In other words, it is going to take wisdom in order to win ANY unbeliever to Christ. Therefore, I strongly recommend studying the Book of Proverbs.

Proverbs is very pithy. It teaches the benefits of being silent, quiet (without words) which 1 Pe 3:6 advises.

Proverbs also teaches us HOW we should speak because HOW we speak to others is important:

Wise people are protected by their speech." Pr 14:3b

... the tongue of the wise brings healing. Pr 12:18

Gracious words are a honeycomb, sweet to the soul and healing to the bones. Pr 16:24

A gentle answer deflects anger…” Pr 15:1

An honest answer is like a kiss on the lips. Pr 24:26

Pr 31:10 tells us that a wife of noble character “opens her mouth with wisdom; and in her tongue is the law of kindness.”

Proverbs warns us about the dangers of being quarrelsome, angry, nagging, etc:

Whoever restrains his
words has knowledge. Pr 17:27A

Whoever controls his mouth protects his own life. Whoever has a big mouth comes to ruin. Pr 13:3

Watch your tongue and keep your mouth shut, and you will stay out of trouble. Pr 21:23

That's why I strongly recommend that you study Proverbs and put them into practice.

If any of you lacks wisdom, you should ask God, who gives generously to all without finding fault, and it will be given to you. James 1:5

Therefore, in addition to studying the Book of Proverbs, pray and ask* God to give you wisdom.

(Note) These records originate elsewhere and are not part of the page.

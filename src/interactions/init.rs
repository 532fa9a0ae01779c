//! Инициализация диалога: HKIDN/HKVVB(/HKSYN) на выход, переговоры
//! возможностей банка на входе.

use crate::{
    banking::{
        AccountType, BankAccount, BankMessage, BankParameterData, BankRef, BankTransaction,
        DecoupledParams, TanMethod, UserParameterData, UNASSIGNED_SYSTEM_ID,
    },
    config::FintsConfig,
    error::{FintsError, Result},
    interaction::ClientResponse,
    message::Message,
    segment::{
        Hibpa, Hikim, Hikom, Hipins, Hisyn, Hitans, HitansTanMethod, Hiupa, Hiupd, Hkidn, Hksyn,
        Hkvvb, Language, Segment, SegmentPayload, SyncMode,
    },
};

#[derive(Debug, Clone)]
pub struct InitDialogInteraction {
    /// Запрошена ли синхронизация system id.
    pub sync_system_id: bool,
}

impl InitDialogInteraction {
    pub fn new(sync_system_id: bool) -> Self {
        InitDialogInteraction { sync_system_id }
    }

    pub fn build_request(&self, config: &FintsConfig) -> Result<Vec<Segment>> {
        let info = &config.banking_information;
        let mut segments = Vec::new();

        let customer_id = config
            .customer_id
            .clone()
            .or_else(|| config.user_id.clone())
            .unwrap_or_else(|| "9999999999".to_string());

        segments.push(Segment::new(
            Hkidn::ID,
            Hkidn::VERSION,
            SegmentPayload::Hkidn(Hkidn {
                bank: BankRef {
                    country: config.country_code,
                    bank_id: config.bank_id.clone(),
                },
                customer_id,
                system_id: info.system_id.clone(),
                system_id_required: if config.user_id.is_some() { 1 } else { 0 },
            }),
        ));

        segments.push(Segment::new(
            Hkvvb::ID,
            Hkvvb::VERSION,
            SegmentPayload::Hkvvb(Hkvvb {
                bpd_version: info.bpd.as_ref().map(|b| b.version).unwrap_or(0),
                upd_version: info.upd.as_ref().map(|u| u.version).unwrap_or(0),
                dialog_language: Language::Default,
                product_id: config.product_id.clone(),
                product_version: config.product_version.clone(),
            }),
        ));

        if self.sync_system_id
            && config.user_id.is_some()
            && info.system_id == UNASSIGNED_SYSTEM_ID
        {
            segments.push(Segment::new(
                Hksyn::ID,
                Hksyn::VERSION,
                SegmentPayload::Hksyn(Hksyn {
                    mode: SyncMode::NewSystemId,
                }),
            ));
        }

        Ok(segments)
    }

    pub fn consume_response(
        &self,
        config: &mut FintsConfig,
        response: &Message,
        client_response: &mut ClientResponse,
    ) -> Result<()> {
        let before = serde_json::to_value(&config.banking_information)?;

        // Всё новое состояние копится в локальных значениях и применяется
        // только после обязательной проверки HIPINS: неудачные переговоры
        // оставляют banking_information нетронутой.
        let new_system_id = response
            .find_segment(Hisyn::ID)
            .and_then(|s| s.as_hisyn())
            .map(|h| h.system_id.clone())
            .filter(|id| !id.is_empty());

        let new_bpd = match response.find_segment(Hibpa::ID).and_then(|s| s.as_hibpa()) {
            Some(hibpa) => Some(negotiate_bpd(config, response, hibpa)?),
            None => None,
        };

        let new_upd = response
            .find_segment(Hiupa::ID)
            .and_then(|s| s.as_hiupa())
            .map(|hiupa| UserParameterData {
                version: hiupa.upd_version,
                usage: hiupa.upd_usage,
                bank_accounts: response
                    .find_all_segments(Hiupd::ID)
                    .iter()
                    .filter_map(|s| s.as_hiupd())
                    .map(project_account)
                    .collect(),
            });

        let bank_messages: Vec<BankMessage> = response
            .find_all_segments(Hikim::ID)
            .iter()
            .filter_map(|s| s.as_hikim())
            .map(|s| BankMessage {
                subject: s.subject.clone(),
                text: s.text.clone(),
            })
            .collect();

        let info = &mut config.banking_information;

        if let Some(id) = new_system_id {
            tracing::debug!(system_id = %id, "bank assigned system id");
            info.system_id = id;
        }

        if let Some(bpd) = new_bpd {
            tracing::debug!(
                version = bpd.version,
                transactions = bpd.allowed_transactions.len(),
                tan_methods = bpd.supported_tan_methods.len(),
                "bank parameter data refreshed"
            );
            info.bpd = Some(bpd);
        }

        // Код 3920: перечень доступных сейчас TAN-методов. Применяется к
        // текущему BPD, даже если в этом ответе он не обновлялся.
        if let Some(answer) = client_response.bank_answers.iter().find(|a| a.code == 3920) {
            if let Some(bpd) = info.bpd.as_mut() {
                bpd.available_tan_method_ids = answer
                    .params
                    .as_deref()
                    .unwrap_or(&[])
                    .iter()
                    .filter_map(|p| p.parse().ok())
                    .collect();
            }
        }

        if let Some(upd) = new_upd {
            tracing::debug!(accounts = upd.bank_accounts.len(), "user parameter data refreshed");
            info.upd = Some(upd);
        }

        // замена целиком, без слияния с предыдущим списком
        info.bank_messages = bank_messages;

        client_response.banking_information = Some(info.clone());
        let after = serde_json::to_value(&*info)?;
        client_response.banking_information_updated = before != after;
        Ok(())
    }
}

fn negotiate_bpd(
    config: &FintsConfig,
    response: &Message,
    hibpa: &Hibpa,
) -> Result<BankParameterData> {
    let mut supported_tan_methods: Vec<TanMethod> = Vec::new();
    for segment in response.find_all_segments(Hitans::ID) {
        let Some(hitans) = segment.as_hitans() else {
            continue;
        };
        for method in &hitans.tan_methods {
            let decoupled = is_decoupled_tan_method(method);
            supported_tan_methods.push(TanMethod {
                id: method.sec_func,
                name: method.method_name.clone(),
                version: segment.header.version,
                is_decoupled: decoupled,
                active_tan_media_count: method.active_tan_media,
                tan_media_requirement: method.tan_media_required,
                decoupled: decoupled.then(|| DecoupledParams {
                    max_status_requests: method.decoupled_max_status_requests.unwrap_or(0),
                    wait_before_first_status_request: method
                        .decoupled_wait_before_first_status_request
                        .unwrap_or(0),
                    wait_between_status_requests: method
                        .decoupled_wait_between_status_requests
                        .unwrap_or(0),
                    manual_confirmation_allowed: method
                        .decoupled_manual_confirmation_allowed
                        .unwrap_or(false),
                    auto_confirmation_allowed: method
                        .decoupled_auto_confirmation_allowed
                        .unwrap_or(false),
                }),
            });
        }
    }

    let mut url = config.banking_url.clone();
    if let Some(hikom) = response.find_segment(Hikom::ID).and_then(|s| s.as_hikom()) {
        url = hikom.address.clone();
        if !url.to_lowercase().starts_with("https://") {
            url = format!("https://{url}");
        }
    }

    let hipins = response
        .find_segment(Hipins::ID)
        .and_then(|s| s.as_hipins())
        .ok_or_else(|| {
            FintsError::Negotiation(
                "Bank does not support PIN/TAN transactions (HIPINS segment not found in BPA)"
                    .to_string(),
            )
        })?;

    let mut allowed_transactions: Vec<BankTransaction> = hipins
        .transactions
        .iter()
        .map(|t| BankTransaction {
            trans_id: t.trans_id.clone(),
            tan_required: t.tan_required,
            versions: Vec::new(),
        })
        .collect();

    for transaction in &mut allowed_transactions {
        let Some(param_seg_id) = param_segment_name(&transaction.trans_id) else {
            continue;
        };
        // параметрический сегмент может не входить в статически известный
        // набор, поэтому смотрим оба вида выборки
        let mut param_segments = response.find_all_segments(&param_seg_id);
        param_segments.extend(response.find_all_unknown_segments(&param_seg_id));
        for param_segment in param_segments {
            transaction.versions.push(param_segment.header.version);
        }
    }

    Ok(BankParameterData {
        version: hibpa.bpd_version,
        country_code: hibpa.bank.country,
        bank_id: hibpa.bank.bank_id.clone(),
        bank_name: hibpa.bank_name.clone(),
        max_transactions_per_message: hibpa.max_transactions,
        supported_languages: hibpa.supported_languages.clone(),
        supported_hbci_versions: hibpa.supported_hbci_versions.clone(),
        url,
        supported_tan_methods,
        available_tan_method_ids: Vec::new(),
        allowed_transactions,
    })
}

fn project_account(upd: &Hiupd) -> BankAccount {
    BankAccount {
        account_number: upd.account_number.clone(),
        sub_account_id: upd.sub_account_id.clone(),
        bank: upd.bank.clone(),
        iban: upd.iban.clone(),
        customer_id: upd.customer_id.clone(),
        account_type: AccountType::from_code(upd.account_type),
        currency: upd.currency.clone(),
        holder1: upd.holder1.clone(),
        holder2: upd.holder2.clone(),
        product: upd.product.clone(),
        limit: upd.limit.clone(),
        allowed_transactions: upd.allowed_transactions.iter().flatten().cloned().collect(),
    }
}

/// Имя параметрического сегмента транзакции: HK/DK-префикс заменяется на
/// "HI", в конец добавляется "S". Например, "HKSAL" -> "HISALS".
pub fn param_segment_name(trans_id: &str) -> Option<String> {
    if trans_id.starts_with("HK") || trans_id.starts_with("DK") {
        Some(format!("HI{}S", &trans_id[2..]))
    } else {
        None
    }
}

fn is_decoupled_tan_method(method: &HitansTanMethod) -> bool {
    if matches!(
        method.zka_method.as_deref(),
        Some("Decoupled") | Some("DecoupledPush")
    ) {
        return true;
    }

    // класс процедуры может отсутствовать; любой decoupled-параметр тоже
    // считается признаком
    method.decoupled_max_status_requests.is_some()
        || method.decoupled_wait_before_first_status_request.is_some()
        || method.decoupled_wait_between_status_requests.is_some()
        || method.decoupled_manual_confirmation_allowed.is_some()
        || method.decoupled_auto_confirmation_allowed.is_some()
}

Lastly, I want to recommended Shelia Wray Gregoire's blog - To Love, Honor and Vacuum.

Shelia is a Christian blogger and author. She mentors women about marriage, parenting and keeping their eyes on Jesus. She has been married for 20 + years. Her blog is a safe place for Christian women to talk about marital issues. She also welcomes questions and comments.

Are You Disrepecting Your Husband Without Realizing It?

Best Wishes!
Awesome post. :)
 
T

torus

Guest
#56
Practice submission and service but not out oif fear but out of obedience to the Word. Just trust and obey God. Keep praying. It is the Holy Spirit who convicts the world of sin after all, not the sharing believers.
 
C

CLEOSWALDO

Guest
#57
Hi, wives. My husband is not a Christian yet. I had so many issues with him in terms of money ´cause Brazil is going through hard time now. I wanted to spend money on things I wanted for me and my son, he didn´t ´cause we had to save many for these times. I talked to his mom, a really blessed mother-in law, a non Christian one, but a loving and caring mom. She explained I had to talk to him instead of shouting and complaining. I had to realize that I come from a different background: my family didn´t have to save money like we have, we had everything because my mom worked a lot and a lot. I, daughter, never knew the economical problems my mom went through. Now, I, a mom, have to and need to more sensible. Thanks to her pieces of advice, my hubby goes to work happy, I can express my ideas without complaining or yelling at him. My son is happier and as a kid, absorbes everything: good or bad. I don´t feel that heavier anymore. I can even joke around about that situation with my hubby!!! Actually, saving money and being more conscious about it is not being really hard. We, women, must be patient, express ideas without yelling at our husbands. We have to talk, shout our mouths and learn from them. My husband doesn´t know much about the Bible, but he concerns if we have food, if we already paid the bills and if my son has food. I believe my husband is happier and more relaxed because I´m working on that; otherwise, my home would be hell. I try to learn from him even when he doesn´t read the Bible.